- Records drawn from a dataset:

--

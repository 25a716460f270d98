//! Full-image VRAM viewers. Read-only; they bypass the per-line state.

use dotmatrix_common::{Image, ImageSink};

use crate::io::{Lcdc, TILE_DATA_UNSIGNED_BASE};
use crate::memory::Bus;

use super::{fetch_tile_line, Palette, Ppu, MAP_WIDTH_TILES, TILE_BYTES, TILE_WIDTH};

/// Tiles stored in the $8000-$97FF tile data block.
pub const ATLAS_TILES: usize = 384;
/// Tiles per atlas row.
pub const ATLAS_COLUMNS: usize = 16;
pub const ATLAS_WIDTH: usize = ATLAS_COLUMNS * TILE_WIDTH;
pub const ATLAS_HEIGHT: usize = ATLAS_TILES / ATLAS_COLUMNS * TILE_WIDTH;

pub const BG_MAP_SIZE: usize = MAP_WIDTH_TILES as usize * TILE_WIDTH;

impl<S> Ppu<S> {
    /// Decode all 384 tiles at $8000 (unsigned indexing, identity palette)
    /// into a 128x192 grid, 16 tiles per row.
    pub fn render_tile_atlas<B: Bus + ?Sized>(&self, bus: &B, sink: &mut impl ImageSink) {
        let mut pixels = vec![0u32; ATLAS_WIDTH * ATLAS_HEIGHT];
        for tile in 0..ATLAS_TILES {
            let tile_addr = TILE_DATA_UNSIGNED_BASE + tile as u16 * TILE_BYTES;
            let tile_x = (tile % ATLAS_COLUMNS) * TILE_WIDTH;
            let tile_y = (tile / ATLAS_COLUMNS) * TILE_WIDTH;
            for row in 0..TILE_WIDTH {
                let offset = (tile_y + row) * ATLAS_WIDTH + tile_x;
                fetch_tile_line(bus, tile_addr, row as u8, &mut pixels, offset, &Palette::IDENTITY);
            }
        }
        sink.write_image(ATLAS_WIDTH, ATLAS_HEIGHT, &pixels);
    }

    /// Decode the whole 32x32-tile background map selected by LCDC into a
    /// 256x256 image, with the current BGP and the same tile addressing as
    /// `draw_line`.
    pub fn render_background_map<B: Bus + ?Sized>(&self, bus: &B, sink: &mut impl ImageSink) {
        let lcdc = Lcdc::read(bus);
        let map_base = lcdc.bg_map_base();
        let palette = Palette::read(bus);

        let mut pixels = vec![0u32; BG_MAP_SIZE * BG_MAP_SIZE];
        let mut offset = 0;
        for tile_y in 0..MAP_WIDTH_TILES {
            for row in 0..TILE_WIDTH as u8 {
                for tile_x in 0..MAP_WIDTH_TILES {
                    let tile_index = bus.read8(map_base + tile_y * MAP_WIDTH_TILES + tile_x);
                    let tile_addr = lcdc.tile_data_addr(tile_index);
                    fetch_tile_line(bus, tile_addr, row, &mut pixels, offset, &palette);
                    offset += TILE_WIDTH;
                }
            }
        }
        sink.write_image(BG_MAP_SIZE, BG_MAP_SIZE, &pixels);
    }

    pub fn tile_atlas<B: Bus + ?Sized>(&self, bus: &B) -> Image {
        let mut image = Image::default();
        self.render_tile_atlas(bus, &mut image);
        image
    }

    pub fn background_map<B: Bus + ?Sized>(&self, bus: &B) -> Image {
        let mut image = Image::default();
        self.render_background_map(bus, &mut image);
        image
    }
}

--

- What the task requires: Give the count of lines above that include the word "pixels", stating no other information.

- Output below: 6